If you’re already partway into your homeschooling year, yet you’re worried about the curriculum choices you’ve made, you probably don’t have the money to just throw it all away and start over. Still, you might be starting to worry that the whole year is a waste!

I’m going to give you some general reasons why you should not change your curriculum plans, but I’m also going to give you some specific recommendations for some simple things you can do for each subject to supplement your curriculum if you still need help.

Don’t compare to others.

The Apostle Paul gives some good advice that he tried to follow in his own ministry:

We do not dare to classify or compare ourselves with some who commend themselves. When they measure themselves by themselves and compare themselves with themselves, they are not wise” (2 Corinthians 10:12).

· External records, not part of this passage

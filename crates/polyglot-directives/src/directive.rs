//! Directive declarations
//!
//! A [`KernelDirective`] declares a name (`#!foo`), optional aliases, a
//! parameter schema and what it turns into once bound:
//!
//! - **Action**: a command built by the directive's factory
//! - **KernelSelector**: routes the code that follows to a kernel
//! - **CompilerDirective**: `#r`/`#i`, left in place for the language engine

use crate::binder::BoundDirective;
use crate::error::{DirectiveError, Result};
use polyglot_types::{KernelCommand, KernelDirectiveInfo};
use serde_json::Value;
use std::fmt;
use std::sync::Arc;

/// Builds the command for an action directive
pub type CommandFactory =
    Arc<dyn Fn(&BoundDirective) -> std::result::Result<KernelCommand, String> + Send + Sync>;

#[derive(Clone)]
pub enum DirectiveKind {
    Action(CommandFactory),
    KernelSelector { kernel_name: String },
    CompilerDirective,
}

impl DirectiveKind {
    pub fn label(&self) -> &'static str {
        match self {
            DirectiveKind::Action(_) => "Action",
            DirectiveKind::KernelSelector { .. } => "KernelSelector",
            DirectiveKind::CompilerDirective => "CompilerDirective",
        }
    }
}

impl fmt::Debug for DirectiveKind {
    fn fmt(&self, f: &mut fmt::Formatter<'_>) -> fmt::Result {
        match self {
            DirectiveKind::KernelSelector { kernel_name } => f
                .debug_struct("KernelSelector")
                .field("kernel_name", kernel_name)
                .finish(),
            other => f.write_str(other.label()),
        }
    }
}

/// How a parameter value is interpreted
#[derive(Debug, Clone, Copy, PartialEq, Eq)]
pub enum TypeHint {
    String,
    Integer,
    /// Present without a value means `true`
    Flag,
    Json,
}

#[derive(Debug, Clone)]
pub struct DirectiveParameter {
    pub name: String,
    pub aliases: Vec<String>,
    pub type_hint: TypeHint,
    pub required: bool,
    /// Binds a value that appears without a `--name`
    pub implicit: bool,
    pub max_occurrences: usize,
    pub default: Option<Value>,
    pub description: Option<String>,
}

impl DirectiveParameter {
    /// A string parameter named `--name`
    pub fn new(name: impl Into<String>) -> Self {
        Self {
            name: name.into(),
            aliases: Vec::new(),
            type_hint: TypeHint::String,
            required: false,
            implicit: false,
            max_occurrences: 1,
            default: None,
            description: None,
        }
    }

    pub fn with_type(mut self, hint: TypeHint) -> Self {
        self.type_hint = hint;
        self
    }

    pub fn with_alias(mut self, alias: impl Into<String>) -> Self {
        self.aliases.push(alias.into());
        self
    }

    pub fn required(mut self) -> Self {
        self.required = true;
        self
    }

    pub fn implicit(mut self) -> Self {
        self.implicit = true;
        self
    }

    pub fn with_default(mut self, value: Value) -> Self {
        self.default = Some(value);
        self
    }

    pub fn with_max_occurrences(mut self, max: usize) -> Self {
        self.max_occurrences = max.max(1);
        self
    }

    pub fn with_description(mut self, description: impl Into<String>) -> Self {
        self.description = Some(description.into());
        self
    }

    pub fn answers_to(&self, name: &str) -> bool {
        self.name == name || self.aliases.iter().any(|a| a == name)
    }

    /// The value bound when the parameter is absent
    pub fn default_value(&self) -> Option<Value> {
        match (&self.default, self.type_hint) {
            (Some(value), _) => Some(value.clone()),
            (None, TypeHint::Flag) => Some(Value::Bool(false)),
            (None, _) => None,
        }
    }
}

/// A directive and its parameter schema
#[derive(Debug, Clone)]
pub struct KernelDirective {
    name: String,
    aliases: Vec<String>,
    kind: DirectiveKind,
    parameters: Vec<DirectiveParameter>,
    description: Option<String>,
}

impl KernelDirective {
    /// An action directive; `factory` turns bound parameters into a command
    pub fn action<F>(name: impl Into<String>, factory: F) -> Self
    where
        F: Fn(&BoundDirective) -> std::result::Result<KernelCommand, String> + Send + Sync + 'static,
    {
        Self::with_kind(name, DirectiveKind::Action(Arc::new(factory)))
    }

    /// A directive choosing the kernel for the code that follows
    pub fn kernel_selector(name: impl Into<String>, kernel_name: impl Into<String>) -> Self {
        Self::with_kind(
            name,
            DirectiveKind::KernelSelector {
                kernel_name: kernel_name.into(),
            },
        )
    }

    /// A language-level directive such as `#r`
    pub fn compiler(name: impl Into<String>) -> Self {
        Self::with_kind(name, DirectiveKind::CompilerDirective)
    }

    fn with_kind(name: impl Into<String>, kind: DirectiveKind) -> Self {
        Self {
            name: name.into(),
            aliases: Vec::new(),
            kind,
            parameters: Vec::new(),
            description: None,
        }
    }

    pub fn with_alias(mut self, alias: impl Into<String>) -> Self {
        self.aliases.push(alias.into());
        self
    }

    pub fn with_parameter(mut self, parameter: DirectiveParameter) -> Self {
        self.parameters.push(parameter);
        self
    }

    pub fn with_description(mut self, description: impl Into<String>) -> Self {
        self.description = Some(description.into());
        self
    }

    pub fn name(&self) -> &str {
        &self.name
    }

    pub fn aliases(&self) -> &[String] {
        &self.aliases
    }

    pub fn kind(&self) -> &DirectiveKind {
        &self.kind
    }

    pub fn parameters(&self) -> &[DirectiveParameter] {
        &self.parameters
    }

    pub fn description(&self) -> Option<&str> {
        self.description.as_deref()
    }

    pub fn name_and_aliases(&self) -> impl Iterator<Item = &str> {
        std::iter::once(self.name.as_str()).chain(self.aliases.iter().map(String::as_str))
    }

    pub fn find_parameter(&self, name: &str) -> Option<&DirectiveParameter> {
        self.parameters.iter().find(|p| p.answers_to(name))
    }

    pub fn implicit_parameter(&self) -> Option<&DirectiveParameter> {
        self.parameters.iter().find(|p| p.implicit)
    }

    pub fn is_kernel_selector(&self) -> bool {
        matches!(self.kind, DirectiveKind::KernelSelector { .. })
    }

    pub fn info(&self) -> KernelDirectiveInfo {
        KernelDirectiveInfo {
            name: self.name.clone(),
        }
    }

    /// Check the declaration itself
    pub fn validate(&self) -> Result<()> {
        for name in self.name_and_aliases() {
            let ok = match self.kind {
                DirectiveKind::CompilerDirective => name.starts_with('#') && name.len() > 1,
                _ => name.starts_with("#!") && name.len() > 2,
            };
            if !ok || name.chars().any(char::is_whitespace) {
                return Err(DirectiveError::InvalidName {
                    name: name.to_string(),
                    reason: "directive names start with #! and contain no whitespace",
                });
            }
        }

        let mut seen: Vec<&str> = Vec::new();
        for parameter in &self.parameters {
            for name in std::iter::once(&parameter.name).chain(parameter.aliases.iter()) {
                if !name.starts_with('-') {
                    return Err(DirectiveError::InvalidName {
                        name: name.clone(),
                        reason: "parameter names start with -",
                    });
                }
                if seen.contains(&name.as_str()) {
                    return Err(DirectiveError::DuplicateParameter {
                        directive: self.name.clone(),
                        parameter: name.clone(),
                    });
                }
                seen.push(name);
            }
        }

        if self.parameters.iter().filter(|p| p.implicit).count() > 1 {
            return Err(DirectiveError::MultipleImplicitParameters {
                directive: self.name.clone(),
            });
        }
        Ok(())
    }
}

#[cfg(test)]
mod tests {
    use super::*;

    #[test]
    fn test_validate_rejects_bad_names() {
        assert!(KernelDirective::kernel_selector("csharp", "csharp").validate().is_err());
        assert!(KernelDirective::kernel_selector("#!csharp", "csharp").validate().is_ok());
        assert!(KernelDirective::compiler("#r").validate().is_ok());

        let duplicate = KernelDirective::kernel_selector("#!value", "value")
            .with_parameter(DirectiveParameter::new("--name"))
            .with_parameter(DirectiveParameter::new("--from").with_alias("--name"));
        assert!(matches!(
            duplicate.validate(),
            Err(DirectiveError::DuplicateParameter { .. })
        ));
    }

    #[test]
    fn test_flag_defaults_to_false() {
        let flag = DirectiveParameter::new("--verbose").with_type(TypeHint::Flag);
        assert_eq!(flag.default_value(), Some(Value::Bool(false)));
        assert_eq!(DirectiveParameter::new("--name").default_value(), None);
    }
}
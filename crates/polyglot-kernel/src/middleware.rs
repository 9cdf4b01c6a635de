//! Kernel middleware
//!
//! Middleware wraps every command a kernel handles. The chain is an onion:
//! the first registered middleware is the outermost layer, so it runs first
//! on the way in and last on the way out. The innermost layer dispatches to
//! the command handler.
//!
//! ```text
//! logging -> timing -> handler -> timing -> logging
//! ```
//!
//! The chain is composed once and reused until the middleware list changes.

use crate::context::KernelInvocationContext;
use async_trait::async_trait;
use futures::future::BoxFuture;
use polyglot_types::CommandRef;
use std::future::Future;
use std::sync::Arc;

pub type NextFuture = BoxFuture<'static, anyhow::Result<()>>;

type NextFn = dyn Fn(CommandRef, KernelInvocationContext) -> NextFuture + Send + Sync;

/// The rest of the pipeline, as seen from one middleware
#[derive(Clone)]
pub struct Next {
    inner: Arc<NextFn>,
}

impl Next {
    pub(crate) fn new<F>(f: F) -> Self
    where
        F: Fn(CommandRef, KernelInvocationContext) -> NextFuture + Send + Sync + 'static,
    {
        Self { inner: Arc::new(f) }
    }

    /// Continue with the next layer
    pub fn run(&self, command: CommandRef, context: KernelInvocationContext) -> NextFuture {
        (self.inner)(command, context)
    }
}

#[async_trait]
pub trait Middleware: Send + Sync {
    async fn invoke(
        &self,
        command: CommandRef,
        context: KernelInvocationContext,
        next: Next,
    ) -> anyhow::Result<()>;
}

struct FnMiddleware<F>(F);

#[async_trait]
impl<F, Fut> Middleware for FnMiddleware<F>
where
    F: Fn(CommandRef, KernelInvocationContext, Next) -> Fut + Send + Sync,
    Fut: Future<Output = anyhow::Result<()>> + Send,
{
    async fn invoke(
        &self,
        command: CommandRef,
        context: KernelInvocationContext,
        next: Next,
    ) -> anyhow::Result<()> {
        (self.0)(command, context, next).await
    }
}

/// Adapt a closure into a [`Middleware`]
pub fn middleware_fn<F, Fut>(f: F) -> Arc<dyn Middleware>
where
    F: Fn(CommandRef, KernelInvocationContext, Next) -> Fut + Send + Sync + 'static,
    Fut: Future<Output = anyhow::Result<()>> + Send + 'static,
{
    Arc::new(FnMiddleware(f))
}

/// Wrap `terminal` in `middleware`, first element outermost
pub(crate) fn compose(middleware: &[Arc<dyn Middleware>], terminal: Next) -> Next {
    middleware.iter().rev().fold(terminal, |next, layer| {
        let layer = layer.clone();
        Next::new(move |command, context| {
            let layer = layer.clone();
            let next = next.clone();
            Box::pin(async move { layer.invoke(command, context, next).await })
        })
    })
}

As a professional blogger, I receive several emails a day from various authors and companies who want me to review their books, products, curriculum, and gadgets for the homeschooling community. I understand the valuable service reviewers offer us, but I sometimes wonder if all this “commending” of ourselves causes us to “measure ourselves by ourselves and compare ourselves with ourselves.” We hear of something better, and we immediately feel discontent with the choices we already made.

Paul says that when we do this, we “are not wise.”

Of course, this doesn’t only happen online. It also happens at church, at our local homeschooling co-ops, and at our summer conventions.

Did you and your husband pray about the choices you made? (If not, why not set aside an evening or a day to pray now?)

Once you’ve asked for wisdom from God, then stick with the wisdom He gave you.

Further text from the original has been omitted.